On the basis of a preponderance of evidence, practitioners face critical decisions about what strategies will be most effective for reducing exposure to and impacts from extreme climate-induced events. Arguably, those in the public sector are also responsible for safe-guarding those most vulnerable to the inequitable impacts of climate change. As costs mount, revenues waver, and calls for climate action become increasingly urgent, the need to meet competing demands can seem insurmountable for municipal managers. When evaluating expenditures on climate change versus other municipal program expenditures (e.g., public housing, schools, transit) some studies indicate woefully inadequate support for the extent of adaptation actions needed (Bachner et al., 2019). At the same time, other studies indicate that the longer municipal actions are postponed the greater the overall cost born to society. An alternative that we explore in this book is the ability for multi-solving climate issues with other municipal challenges by coordinating across multiple agencies, engaging researchers, and finding opportunities to integrate climate actions into diverse and agenda-driven agency policies.

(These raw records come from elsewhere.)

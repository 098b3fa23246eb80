use std::sync::atomic::{AtomicBool, Ordering};
use std::sync::Arc;
use std::time::Instant;

use crate::level::Edges;
use crate::queue::Queue;
use crate::rate_limiter::RateLimiter;
use crate::transport::Transport;

/// The four configurable notification bodies, one per edge kind.
///
/// `{warn_level}` and `{normal_level}` are substituted with the queue's
/// configured thresholds wherever a template uses them; templates that
/// don't reference a placeholder are left untouched.
#[derive(Debug, Clone)]
pub struct NotificationTemplates {
    pub warn: String,
    pub full: String,
    pub flood: String,
    pub normal: String,
}

impl Default for NotificationTemplates {
    fn default() -> Self {
        Self {
            warn: "Agent buffer at {warn_level}% or more of capacity.".to_owned(),
            full: "Agent buffer is full, incoming events may be dropped.".to_owned(),
            flood: "Agent buffer has been full past tolerance, dropping events.".to_owned(),
            normal: "Agent buffer back to normal ({normal_level}% or below).".to_owned(),
        }
    }
}

/// Single-consumer loop: pops a message, emits any owed level
/// notifications, hands the payload to the transport, then paces itself.
///
/// Generic over the transport and rate limiter so tests can swap in
/// in-memory doubles without touching the loop body.
pub struct Dispatcher<T, R> {
    queue: Arc<Queue>,
    transport: T,
    rate_limiter: R,
    mq_id: u8,
    templates: NotificationTemplates,
}

impl<T, R> Dispatcher<T, R>
where
    T: Transport,
    R: RateLimiter,
{
    /// Builds a dispatcher over `queue`, handing payloads to `transport`
    /// and pacing iterations with `rate_limiter`. `mq_id` is the one-byte
    /// local-queue identifier prefixed onto every control notification.
    pub fn new(queue: Arc<Queue>, transport: T, rate_limiter: R, mq_id: u8) -> Self {
        Self {
            queue,
            transport,
            rate_limiter,
            mq_id,
            templates: NotificationTemplates::default(),
        }
    }

    /// Overrides the default notification bodies.
    #[must_use]
    pub fn with_templates(mut self, templates: NotificationTemplates) -> Self {
        self.templates = templates;
        self
    }

    /// Runs the loop until `shutdown` is set.
    ///
    /// Since [`Queue::pop_blocking`] cannot be cancelled from inside the
    /// queue, `shutdown` is only observed between iterations — a final
    /// blocked `pop_blocking` call still needs an appended message (or a
    /// queue drop breaking the wait) to return.
    pub fn run(&self, shutdown: &AtomicBool) {
        while !shutdown.load(Ordering::Relaxed) {
            self.run_once();
        }
    }

    /// Runs exactly one iteration of the loop. Exposed directly for tests
    /// that want deterministic single-step control.
    pub fn run_once(&self) {
        let t0 = Instant::now();

        let msg = self.queue.pop_blocking();
        let edges = self.queue.take_edges();
        self.dispatch_edges(edges);

        if let Err(error) = self.transport.send(msg.as_bytes()) {
            tracing::warn!(%error, "transport send failed, message considered delivered");
        }

        self.rate_limiter.wait_remaining(t0);
    }

    fn dispatch_edges(&self, edges: Edges) {
        if edges.warn {
            self.notify(&self.templates.warn, true);
        }
        if edges.full {
            self.notify(&self.templates.full, true);
        }
        if edges.flood {
            self.notify(&self.templates.flood, true);
        }
        if edges.normal {
            self.notify(&self.templates.normal, false);
        }
    }

    fn notify(&self, template: &str, is_pressure: bool) {
        let config = self.queue.config();
        let text = template
            .replace("{warn_level}", &config.warn_level.to_string())
            .replace("{normal_level}", &config.normal_level.to_string());
        let formatted = format!("{}:wazuh-agent:{}", self.mq_id as char, text);

        if is_pressure {
            tracing::warn!(notification = %formatted, "queue level notification");
        } else {
            tracing::info!(notification = %formatted, "queue level notification");
        }

        if let Err(error) = self.transport.send(formatted.as_bytes()) {
            tracing::warn!(%error, "failed to send level notification");
        }
    }
}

Through a series of case studies that span the Western hemisphere, this book explores the hypothesis that a coordinated response for immediate climate action requires the coming together of municipal managers and climate researchers. By integrating the emerging science about the distributional effects of climate change along with municipal policy levers for enabling actions, cities and regions can co-produce response plans that aim to ground action in science and center those communities that have the lowest amount of coping capacity. We specifically ask two questions: (1) What lessons can we find about the collaborative process from these case studies, and what findings apply specifically to climate collaborations? (2) How can integrative climate-relevant research conceivably enhance outcomes on the ground when merged with practitioner action?

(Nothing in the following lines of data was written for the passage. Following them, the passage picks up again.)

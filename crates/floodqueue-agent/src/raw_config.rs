use std::time::Duration;

use floodqueue::{Config, ConfigError};
use serde::Deserialize;
use thiserror::Error;

/// On-disk representation of the `agent.*` / `buflength` / `events_persec`
/// configuration keys, loaded from TOML or JSON.
///
/// Kept separate from [`Config`]: `RawConfig` only knows how to
/// deserialize, `Config::validate` is the single place bounds are checked.
#[derive(Debug, Clone, Deserialize)]
#[serde(rename_all = "snake_case")]
pub struct RawConfig {
    pub warn_level: u8,
    pub normal_level: u8,
    pub tolerance_secs: u64,
    pub buflength: usize,
    pub events_persec: f64,
    #[serde(default = "default_min_capacity")]
    pub min_capacity: usize,
    #[serde(default = "default_max_capacity")]
    pub max_capacity: usize,
}

fn default_min_capacity() -> usize {
    64
}

fn default_max_capacity() -> usize {
    262_144
}

/// Errors loading or validating an on-disk configuration.
#[derive(Debug, Error)]
pub enum ConfigLoadError {
    #[error("failed to parse TOML configuration: {0}")]
    Toml(#[from] toml::de::Error),
    #[error("failed to parse JSON configuration: {0}")]
    Json(#[from] serde_json::Error),
    #[error("configuration failed validation: {0}")]
    Invalid(#[from] ConfigError),
}

impl RawConfig {
    /// Parses `text` as TOML.
    ///
    /// # Errors
    ///
    /// Returns [`ConfigLoadError::Toml`] on malformed input.
    pub fn from_toml(text: &str) -> Result<Self, ConfigLoadError> {
        Ok(toml::from_str(text)?)
    }

    /// Parses `text` as JSON.
    ///
    /// # Errors
    ///
    /// Returns [`ConfigLoadError::Json`] on malformed input.
    pub fn from_json(text: &str) -> Result<Self, ConfigLoadError> {
        Ok(serde_json::from_str(text)?)
    }

    /// Converts to a validated [`Config`].
    ///
    /// # Errors
    ///
    /// Returns [`ConfigLoadError::Invalid`] if any bound from
    /// `Config::validate` is violated.
    pub fn into_config(self) -> Result<Config, ConfigLoadError> {
        let config = Config {
            warn_level: self.warn_level,
            normal_level: self.normal_level,
            tolerance: Duration::from_secs(self.tolerance_secs),
            usable: self.buflength,
            events_per_sec: self.events_persec,
            min_capacity: self.min_capacity,
            max_capacity: self.max_capacity,
        };
        Ok(config.validate()?)
    }
}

The collaborative approach

The purpose of this book is not to dive deeply into the theory of collaboration, nor to extoll its perceived virtues. A robust body of literature on collaborative work from business management to grassroots social action to public health and environmental justice exists elsewhere, and we are writing this text from the now-common standpoint that collaboration is a promising avenue toward climate equity and resilience. However, for conceptual setup, this section includes key background details on collaborative processes generally, as well as their promise for the field of climate adaptation and resilience. Our subsequent case studies go beyond theory and potential to what we refer to as lived collaboration; that is, the practical manifestation of the foundational concepts discussed in this section. The contents of this book emphasize a particular variety of collaboration, which we argue is worthy of further study: that between climate researchers and practitioners.

An overview of collaboration

Existing literature on collaboration encompasses multiple varieties, including collaboration across sectors, with local communities, between governments, or between researchers and practitioners (AL-Tabbaa et al., 2014; Black et al., 2003; Nyden & Wiewel, 1992; Pavlish & Pharris, 2012; Wagner, 1997). In most cases, the underlying justification for collaboration is that siloed approaches to complex topics do not produce favorable, creative, or effective results (Coaffee & Clarke, 2015). Two (or three or four or ten) heads are better than one, so to speak, as collaborators from different backgrounds can provide unique insights and resources, while also representing potentially marginal experiences. This latter point is particularly meaningful in community-based collaborative research, wherein researchers provide community members a voice and a role in research projects that include or affect them (Harrington et al., 2019). In terms of researcherpractitioner collaboration, the end goal is typically articulated in terms of closing a gap between the two sides; reconciling functionally distinct but potentially compatible perspectives on everything from mathematics education and computer science to healthcare and social work (Bartunek, 2007; Belli, 2010).